■ Problem
Report back every line in the data that includes the string "functions".

(Stored records)
----------------------------------------

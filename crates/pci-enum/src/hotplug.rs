//! Hot-plug policy and the priority discipline used while the tree is rescanned.

use std::cell::Cell;
use std::collections::BTreeMap;
use std::rc::Rc;

use crate::pool::ResourceClass;
use crate::PciBdf;

/// Extra space to hold back beneath a hot-plug capable bridge.
#[derive(Debug, Clone, Copy, Eq, PartialEq)]
pub struct PaddingRequest {
    pub class: ResourceClass,
    pub length: u64,
    /// Alignment mask (`size - 1`).
    pub alignment: u64,
}

impl PaddingRequest {
    pub const fn new(class: ResourceClass, length: u64) -> Self {
        Self {
            class,
            length,
            alignment: length.saturating_sub(1),
        }
    }
}

/// Supplies per-bridge padding for future device insertion.
///
/// Both methods are consulted for PCI-to-PCI bridges only.
pub trait HotPlugPolicy {
    /// Unused bus numbers to reserve beneath `bridge`.
    fn bus_padding(&self, bridge: PciBdf) -> u8 {
        let _ = bridge;
        0
    }

    fn resource_padding(&self, bridge: PciBdf) -> Vec<PaddingRequest> {
        let _ = bridge;
        Vec::new()
    }
}

#[derive(Debug, Default, Clone, Copy)]
pub struct NoHotPlug;

impl HotPlugPolicy for NoHotPlug {}

#[derive(Debug, Default, Clone)]
struct SlotPadding {
    buses: u8,
    resources: Vec<PaddingRequest>,
}

/// Static padding table keyed by the bridge's address.
#[derive(Debug, Default, Clone)]
pub struct HotPlugSlots {
    slots: BTreeMap<PciBdf, SlotPadding>,
}

impl HotPlugSlots {
    pub fn new() -> Self {
        Self::default()
    }

    pub fn with_bus_padding(mut self, bridge: PciBdf, buses: u8) -> Self {
        self.slots.entry(bridge).or_default().buses = buses;
        self
    }

    pub fn with_resource_padding(mut self, bridge: PciBdf, request: PaddingRequest) -> Self {
        self.slots
            .entry(bridge)
            .or_default()
            .resources
            .push(request);
        self
    }
}

impl HotPlugPolicy for HotPlugSlots {
    fn bus_padding(&self, bridge: PciBdf) -> u8 {
        self.slots.get(&bridge).map(|slot| slot.buses).unwrap_or(0)
    }

    fn resource_padding(&self, bridge: PciBdf) -> Vec<PaddingRequest> {
        self.slots
            .get(&bridge)
            .map(|slot| slot.resources.clone())
            .unwrap_or_default()
    }
}

/// Execution priority levels, lowest first.
#[derive(Debug, Default, Clone, Copy, Eq, PartialEq, Ord, PartialOrd, Hash)]
pub enum Priority {
    #[default]
    Application,
    Callback,
    Notify,
    HighLevel,
}

/// The session's current execution priority.
///
/// Raising returns a guard that restores the previous level when dropped, so nested raises unwind
/// in order. Clones share the same level.
#[derive(Debug, Default, Clone)]
pub struct PriorityLevel {
    current: Rc<Cell<Priority>>,
}

impl PriorityLevel {
    pub fn new() -> Self {
        Self::default()
    }

    pub fn current(&self) -> Priority {
        self.current.get()
    }

    /// Raises to `to`; never lowers.
    pub fn raise(&self, to: Priority) -> PriorityGuard {
        let previous = self.current.get();
        self.current.set(previous.max(to));
        PriorityGuard {
            level: Rc::clone(&self.current),
            previous,
        }
    }
}

#[must_use = "the priority is restored when the guard is dropped"]
#[derive(Debug)]
pub struct PriorityGuard {
    level: Rc<Cell<Priority>>,
    previous: Priority,
}

impl PriorityGuard {
    pub fn previous(&self) -> Priority {
        self.previous
    }
}

impl Drop for PriorityGuard {
    fn drop(&mut self) {
        self.level.set(self.previous);
    }
}
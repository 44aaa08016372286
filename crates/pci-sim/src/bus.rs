use std::collections::BTreeMap;

use pci_enum::access::check_access;
use pci_enum::{AccessWidth, ConfigAccess, PciBdf, Result};
use tracing::trace;

use crate::device::SimFunction;

/// The functions present on one bus, keyed by `(device, function)`.
#[derive(Debug, Clone, Default)]
pub struct SimSegment {
    slots: BTreeMap<(u8, u8), SimFunction>,
}

impl SimSegment {
    pub fn new() -> Self {
        Self::default()
    }

    /// Adds or replaces a function. Function 0 of a slot with more than one function is marked
    /// multi-function so discovery looks past it.
    pub fn insert(
        &mut self,
        device: u8,
        function: u8,
        mut sim: SimFunction,
    ) -> Option<SimFunction> {
        let shared = self
            .slots
            .keys()
            .any(|&(d, f)| d == device && f != function);
        if function == 0 {
            sim.config_mut().set_multi_function(shared);
        } else if let Some(first) = self.slots.get_mut(&(device, 0)) {
            first.config_mut().set_multi_function(true);
        }
        self.slots.insert((device, function), sim)
    }

    pub fn remove(&mut self, device: u8, function: u8) -> Option<SimFunction> {
        let removed = self.slots.remove(&(device, function))?;
        let shared = self.slots.keys().any(|&(d, f)| d == device && f != 0);
        if let Some(first) = self.slots.get_mut(&(device, 0)) {
            first.config_mut().set_multi_function(shared);
        }
        Some(removed)
    }

    pub fn get(&self, device: u8, function: u8) -> Option<&SimFunction> {
        self.slots.get(&(device, function))
    }

    pub fn get_mut(&mut self, device: u8, function: u8) -> Option<&mut SimFunction> {
        self.slots.get_mut(&(device, function))
    }

    pub fn len(&self) -> usize {
        self.slots.len()
    }

    pub fn is_empty(&self) -> bool {
        self.slots.is_empty()
    }

    pub fn iter(&self) -> impl Iterator<Item = ((u8, u8), &SimFunction)> {
        self.slots.iter().map(|(&slot, function)| (slot, function))
    }

    fn route(&self, bus: u8, bdf: PciBdf) -> Option<&SimFunction> {
        if bdf.bus == bus {
            return self.slots.get(&(bdf.device, bdf.function));
        }
        for function in self.slots.values() {
            if let Some((secondary, subordinate)) = function.forwarded_buses() {
                if (secondary..=subordinate).contains(&bdf.bus) {
                    return function.secondary()?.route(secondary, bdf);
                }
            }
        }
        None
    }

    fn route_mut(&mut self, bus: u8, bdf: PciBdf) -> Option<&mut SimFunction> {
        if bdf.bus == bus {
            return self.slots.get_mut(&(bdf.device, bdf.function));
        }
        for function in self.slots.values_mut() {
            if let Some((secondary, subordinate)) = function.forwarded_buses() {
                if (secondary..=subordinate).contains(&bdf.bus) {
                    return function.secondary_mut()?.route_mut(secondary, bdf);
                }
            }
        }
        None
    }

    fn collect<'a>(&'a self, out: &mut Vec<&'a SimFunction>) {
        for function in self.slots.values() {
            out.push(function);
            if let Some(segment) = function.secondary() {
                segment.collect(out);
            }
        }
    }
}

/// A simulated hierarchy: one segment per root bus, reached through type-1 routing.
///
/// Accesses are routed the way bridges forward configuration cycles: a bus number is reached
/// through the bridge whose `[secondary, subordinate]` range contains it, so functions behind a
/// bridge only become visible once discovery has numbered it.
#[derive(Debug, Clone, Default)]
pub struct SimBus {
    roots: BTreeMap<u8, SimSegment>,
    reads: u64,
    writes: u64,
}

impl SimBus {
    pub fn new() -> Self {
        Self::default()
    }

    pub fn with_root(mut self, bus: u8, segment: SimSegment) -> Self {
        self.roots.insert(bus, segment);
        self
    }

    pub fn root(&self, bus: u8) -> Option<&SimSegment> {
        self.roots.get(&bus)
    }

    pub fn root_mut(&mut self, bus: u8) -> Option<&mut SimSegment> {
        self.roots.get_mut(&bus)
    }

    /// The function that currently answers at `bdf`.
    pub fn function(&self, bdf: PciBdf) -> Option<&SimFunction> {
        self.roots
            .iter()
            .rev()
            .find(|(bus, _)| **bus <= bdf.bus)
            .and_then(|(&bus, segment)| segment.route(bus, bdf))
    }

    pub fn function_mut(&mut self, bdf: PciBdf) -> Option<&mut SimFunction> {
        self.roots
            .iter_mut()
            .rev()
            .find(|(bus, _)| **bus <= bdf.bus)
            .and_then(|(&bus, segment)| segment.route_mut(bus, bdf))
    }

    /// The secondary segment of the bridge answering at `bridge`, for inserting or removing
    /// devices behind it.
    pub fn segment_behind_mut(&mut self, bridge: PciBdf) -> Option<&mut SimSegment> {
        self.function_mut(bridge)?.secondary_mut()
    }

    /// Every function in depth-first order, whether reachable yet or not.
    pub fn functions(&self) -> Vec<&SimFunction> {
        let mut out = Vec::new();
        for segment in self.roots.values() {
            segment.collect(&mut out);
        }
        out
    }

    /// Config headers of every function, in depth-first order.
    pub fn snapshot(&self) -> Vec<[u8; crate::config::CONFIG_SPACE_SIZE]> {
        self.functions()
            .into_iter()
            .map(|function| *function.config().bytes())
            .collect()
    }

    /// `(reads, writes)` performed so far.
    pub fn access_counts(&self) -> (u64, u64) {
        (self.reads, self.writes)
    }
}

impl ConfigAccess for SimBus {
    fn read(&mut self, bdf: PciBdf, offset: u16, width: AccessWidth) -> Result<u32> {
        check_access(bdf, offset, width)?;
        self.reads += 1;
        let value = match self.function(bdf) {
            Some(function) => function.read(bdf, offset, width)?,
            None => width.mask(),
        };
        trace!(
            bdf = %bdf,
            offset = format_args!("{offset:#04x}"),
            value = format_args!("{value:#x}"),
            "config read"
        );
        Ok(value)
    }

    fn write(&mut self, bdf: PciBdf, offset: u16, width: AccessWidth, value: u32) -> Result<()> {
        check_access(bdf, offset, width)?;
        self.writes += 1;
        trace!(
            bdf = %bdf,
            offset = format_args!("{offset:#04x}"),
            value = format_args!("{value:#x}"),
            "config write"
        );
        match self.function_mut(bdf) {
            Some(function) => function.write(bdf, offset, width, value),
            None => Ok(()),
        }
    }
}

----------------------------------------

■ Expected answer
/// The functions present on one bus, keyed by `(device, function)`.
/// through the bridge whose `[secondary, subordinate]` range contains it, so functions behind a
    pub fn functions(&self) -> Vec<&SimFunction> {
        self.functions()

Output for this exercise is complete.